= Sirtfood =

A sirtfood is a food that contains bioactive compounds believed to modulate the activity of sirtuins, a family of NAD⁺-dependent enzymes involved in cellular stress responses, metabolism, and ageing. These foods are typically rich in polyphenols and other plant bioactives associated with mitochondrial function, endogenous antioxidant defence mechanisms, and metabolic regulation.

== Definition ==
Sirtfoods are generally defined as foods containing compounds, often polyphenols and other plant bioactives, that have been shown, mainly in cell and animal studies, to influence sirtuin pathways. Such compounds include resveratrol, quercetin, catechin, isoflavones, curcumin, hydroxy tyrosol, and ferulic acid among others. The term refers to a category of foods rather than a specific dietary protocol.

== Biochemical background ==
Sirtuins (SIRT1–SIRT7 in humans) regulate numerous cellular processes, including energy homeostasis, genomic stability, inflammation, and stress responses. Many plant-derived bioactive molecules found in sirtfoods have been shown to interact with these pathways. Mechanistic studies highlight effects on mitochondrial biogenesis, autophagy, and redox signalling.

== Examples ==
Foods often described as sirtfoods include:

- Green tea (catechins)
- Berries (anthocyanins)
- Soy (isoflavones)
- Extra-virgin olive oil (oleuropein, hydroxy tyrosol)
- Buckwheat, capers and onions (quercetin)
- Turmeric (curcumin)
- Red grapes (resveratrol)
- Cereals and whole grains (ferulic acid)

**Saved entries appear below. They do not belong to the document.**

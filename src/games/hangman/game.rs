use serde::{Deserialize, Serialize};
use tracing::{debug, info};

use crate::error::{GuessError, InvalidSecret};
use crate::games::hangman::rng::RandomSource;
use crate::games::hangman::source::PuzzleBank;

/// Symbol shown for a letter that has not been revealed yet.
pub const PLACEHOLDER: char = '?';
/// Consecutive misses that earn a free letter.
pub const HINT_THRESHOLD: u32 = 3;
pub const POINTS_PER_LIFE: u32 = 10;

/// A secret word plus the riddle that leads to it, if any.
#[derive(Debug, Clone, PartialEq, Eq, Serialize)]
pub struct Puzzle {
    secret: String,
    prompt: Option<String>,
}

impl Puzzle {
    pub fn word(secret: impl Into<String>) -> Result<Self, InvalidSecret> {
        Self::build(secret.into(), None)
    }

    pub fn riddle(
        prompt: impl Into<String>,
        answer: impl Into<String>,
    ) -> Result<Self, InvalidSecret> {
        Self::build(answer.into(), Some(prompt.into()))
    }

    /// Secrets are lower-cased; anything left that isn't a letter is refused,
    /// since a clue could never reveal it.
    fn build(secret: String, prompt: Option<String>) -> Result<Self, InvalidSecret> {
        let secret = secret.to_lowercase();
        if secret.is_empty() || !secret.chars().all(char::is_alphabetic) {
            return Err(InvalidSecret(secret));
        }
        Ok(Self { secret, prompt })
    }

    pub fn secret(&self) -> &str {
        &self.secret
    }

    pub fn prompt(&self) -> Option<&str> {
        self.prompt.as_deref()
    }
}

#[derive(Debug, Clone, Copy, PartialEq, Eq, Hash, Serialize, Deserialize)]
#[serde(rename_all = "lowercase")]
pub enum Difficulty {
    Easy,
    Medium,
    Hard,
}

impl Difficulty {
    pub const ALL: [Difficulty; 3] = [Difficulty::Easy, Difficulty::Medium, Difficulty::Hard];

    /// Free-text difficulty. Anything that isn't "easy" or "medium" plays as hard.
    pub fn from_input(raw: &str) -> Self {
        match raw.trim().to_lowercase().as_str() {
            "easy" => Difficulty::Easy,
            "medium" => Difficulty::Medium,
            _ => Difficulty::Hard,
        }
    }

    pub fn lives(self) -> u32 {
        match self {
            Difficulty::Easy => 12,
            Difficulty::Medium => 9,
            Difficulty::Hard => 6,
        }
    }

    pub fn label(self) -> &'static str {
        match self {
            Difficulty::Easy => "Easy",
            Difficulty::Medium => "Medium",
            Difficulty::Hard => "Hard",
        }
    }
}

#[derive(Debug, Clone, Copy, PartialEq, Eq, Serialize, Deserialize)]
#[serde(rename_all = "lowercase")]
pub enum RoundOutcome {
    Ongoing,
    Won,
    Lost,
}

impl RoundOutcome {
    pub fn is_over(self) -> bool {
        !matches!(self, RoundOutcome::Ongoing)
    }
}

/// How a single accepted guess was judged.
#[derive(Debug, Clone, Copy, PartialEq, Eq, Serialize, Deserialize)]
#[serde(rename_all = "snake_case")]
pub enum GuessKind {
    /// Letter present in the secret.
    Hit,
    /// Letter absent from the secret.
    Miss,
    /// Whole-word guess that didn't match.
    WordMiss,
    /// Whole-word guess that matched.
    Solved,
}

/// Snapshot handed back to the presentation layer after every accepted guess.
#[derive(Debug, Clone, PartialEq, Eq, Serialize, Deserialize)]
pub struct GuessResult {
    pub guess: String,
    pub kind: GuessKind,
    pub clue: String,
    pub lives_remaining: u32,
    pub wrong_guesses: Vec<char>,
    /// Letter revealed for free after too many misses in a row.
    pub hint: Option<char>,
    pub outcome: RoundOutcome,
    /// Points earned, present only when this guess won the round.
    pub points: Option<u32>,
    pub score: u32,
}

/// Points for a win. Saturates rather than overflowing on huge life counts.
pub fn compute_win_score(lives_remaining: u32) -> u32 {
    lives_remaining.saturating_mul(POINTS_PER_LIFE)
}

/// What one guess did to a round, before any scoring.
#[derive(Debug, Clone, Copy, PartialEq, Eq)]
pub struct RoundUpdate {
    pub kind: GuessKind,
    pub hint: Option<char>,
    pub outcome: RoundOutcome,
}

/// State of one play-through, from a fully masked clue to a win or a loss.
#[derive(Debug, Clone)]
pub struct Round {
    puzzle: Puzzle,
    secret: Vec<char>,
    clue: Vec<char>,
    lives: u32,
    wrong_guesses: Vec<char>,
    consecutive_wrong: u32,
    outcome: RoundOutcome,
}

impl Round {
    pub fn new(puzzle: Puzzle, lives: u32) -> Self {
        let secret: Vec<char> = puzzle.secret().chars().collect();
        let clue = vec![PLACEHOLDER; secret.len()];
        Self {
            puzzle,
            secret,
            clue,
            lives,
            wrong_guesses: Vec::new(),
            consecutive_wrong: 0,
            outcome: RoundOutcome::Ongoing,
        }
    }

    pub fn puzzle(&self) -> &Puzzle {
        &self.puzzle
    }

    pub fn secret(&self) -> &str {
        self.puzzle.secret()
    }

    pub fn clue(&self) -> &[char] {
        &self.clue
    }

    pub fn clue_string(&self) -> String {
        self.clue.iter().collect()
    }

    pub fn lives_remaining(&self) -> u32 {
        self.lives
    }

    pub fn wrong_guesses(&self) -> &[char] {
        &self.wrong_guesses
    }

    pub fn consecutive_wrong(&self) -> u32 {
        self.consecutive_wrong
    }

    pub fn outcome(&self) -> RoundOutcome {
        self.outcome
    }

    /// Applies one raw guess. Input is trimmed and lower-cased first; anything
    /// empty or non-alphabetic is rejected without touching the round.
    pub fn guess(
        &mut self,
        raw: &str,
        rng: &mut impl RandomSource,
    ) -> Result<RoundUpdate, GuessError> {
        if self.outcome.is_over() {
            return Err(GuessError::RoundOver);
        }
        let guess = normalize_guess(raw)?;

        let mut letters = guess.chars();
        let kind = match (letters.next(), letters.next()) {
            (Some(letter), None) => self.guess_letter(letter),
            _ => self.guess_word(&guess),
        };

        if kind == GuessKind::Solved {
            self.outcome = RoundOutcome::Won;
            return Ok(RoundUpdate { kind, hint: None, outcome: self.outcome });
        }

        let hint = if self.consecutive_wrong == HINT_THRESHOLD {
            self.consecutive_wrong = 0;
            self.reveal_hint(rng)
        } else {
            None
        };

        self.outcome = self.evaluate();
        debug!(?kind, ?hint, lives = self.lives, clue = %self.clue_string(), "guess applied");
        Ok(RoundUpdate { kind, hint, outcome: self.outcome })
    }

    fn guess_letter(&mut self, letter: char) -> GuessKind {
        if self.reveal(letter) > 0 {
            self.consecutive_wrong = 0;
            return GuessKind::Hit;
        }
        if !self.wrong_guesses.contains(&letter) {
            self.wrong_guesses.push(letter);
        }
        self.miss();
        GuessKind::Miss
    }

    fn guess_word(&mut self, word: &str) -> GuessKind {
        if word == self.secret() {
            self.clue.clone_from(&self.secret);
            self.consecutive_wrong = 0;
            return GuessKind::Solved;
        }
        // Whole-word misses cost a life but are not listed with the wrong letters.
        self.miss();
        GuessKind::WordMiss
    }

    fn miss(&mut self) {
        self.lives = self.lives.saturating_sub(1);
        self.consecutive_wrong += 1;
    }

    /// Reveals every occurrence of `letter`, returning how many positions matched.
    fn reveal(&mut self, letter: char) -> usize {
        let mut matched = 0;
        for (slot, &actual) in self.clue.iter_mut().zip(&self.secret) {
            if actual == letter {
                *slot = actual;
                matched += 1;
            }
        }
        matched
    }

    fn reveal_hint(&mut self, rng: &mut impl RandomSource) -> Option<char> {
        let hidden: Vec<usize> = self
            .clue
            .iter()
            .enumerate()
            .filter(|(_, &c)| c == PLACEHOLDER)
            .map(|(i, _)| i)
            .collect();
        if hidden.is_empty() {
            return None;
        }
        let letter = self.secret[hidden[rng.pick_index(hidden.len())]];
        self.reveal(letter);
        info!(%letter, "hint revealed");
        Some(letter)
    }

    fn evaluate(&self) -> RoundOutcome {
        if !self.clue.contains(&PLACEHOLDER) {
            RoundOutcome::Won
        } else if self.lives == 0 {
            RoundOutcome::Lost
        } else {
            RoundOutcome::Ongoing
        }
    }
}

fn normalize_guess(raw: &str) -> Result<String, GuessError> {
    let guess = raw.trim().to_lowercase();
    if guess.is_empty() || !guess.chars().all(char::is_alphabetic) {
        return Err(GuessError::InvalidInput(raw.to_string()));
    }
    Ok(guess)
}

/// One player's sitting: the running score, the round in play and the
/// random source used for puzzles and hints.
#[derive(Debug)]
pub struct Session<R> {
    score: u32,
    round: Option<Round>,
    rng: R,
}

impl<R: RandomSource> Session<R> {
    pub fn new(rng: R) -> Self {
        Self { score: 0, round: None, rng }
    }

    pub fn score(&self) -> u32 {
        self.score
    }

    /// The current round, kept after it resolves until the next one starts.
    pub fn round(&self) -> Option<&Round> {
        self.round.as_ref()
    }

    pub fn start_round(&mut self, puzzle: Puzzle, lives: u32) -> &Round {
        info!(
            length = puzzle.secret().len(),
            riddle = puzzle.prompt().is_some(),
            lives,
            "round started"
        );
        self.round.insert(Round::new(puzzle, lives))
    }

    /// Picks a puzzle from `bank` with the session's random source and starts it.
    pub fn start_from_bank(&mut self, bank: &PuzzleBank, difficulty: Difficulty) -> &Round {
        let puzzle = bank.choose(&mut self.rng).clone();
        self.start_round(puzzle, difficulty.lives())
    }

    /// Drops the current round without touching the score.
    pub fn abandon_round(&mut self) {
        if self.round.take().is_some_and(|r| !r.outcome().is_over()) {
            debug!("round abandoned");
        }
    }

    pub fn submit_guess(&mut self, raw: &str) -> Result<GuessResult, GuessError> {
        let round = self.round.as_mut().ok_or(GuessError::NoActiveRound)?;
        let update = round.guess(raw, &mut self.rng)?;

        let points = match update.outcome {
            RoundOutcome::Won => {
                let points = compute_win_score(round.lives_remaining());
                self.score = self.score.saturating_add(points);
                info!(points, score = self.score, "round won");
                Some(points)
            }
            RoundOutcome::Lost => {
                self.score = 0;
                info!(secret = round.secret(), "round lost");
                None
            }
            RoundOutcome::Ongoing => None,
        };

        Ok(GuessResult {
            guess: raw.trim().to_lowercase(),
            kind: update.kind,
            clue: round.clue_string(),
            lives_remaining: round.lives_remaining(),
            wrong_guesses: round.wrong_guesses().to_vec(),
            hint: update.hint,
            outcome: update.outcome,
            points,
            score: self.score,
        })
    }
}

These foods are primarily characterized by their high content of phytochemicals that may influence sirtuin activity.

== Research ==
Much of the evidence supporting sirtfoods stems from preclinical studies examining the molecular effects of bioactive plant compounds on sirtuin-related pathways. Findings suggest potential roles in healthy ageing, metabolic flexibility, and reduced oxidative stress. However, systematic studies indicate that robust clinical evidence in humans is limited, and effects may vary widely depending on dose, matrix, and bioavailability.

== Reception and criticism ==
While the concept of sirtfoods has gained attention in both scientific and popular contexts, critics argue that the term oversimplifies complex biochemical interactions and may lead to exaggerated claims. Nutrition researchers emphasize that sirtfoods should be viewed as components of a varied, plant-rich diet rather than as isolated foods and their constituents.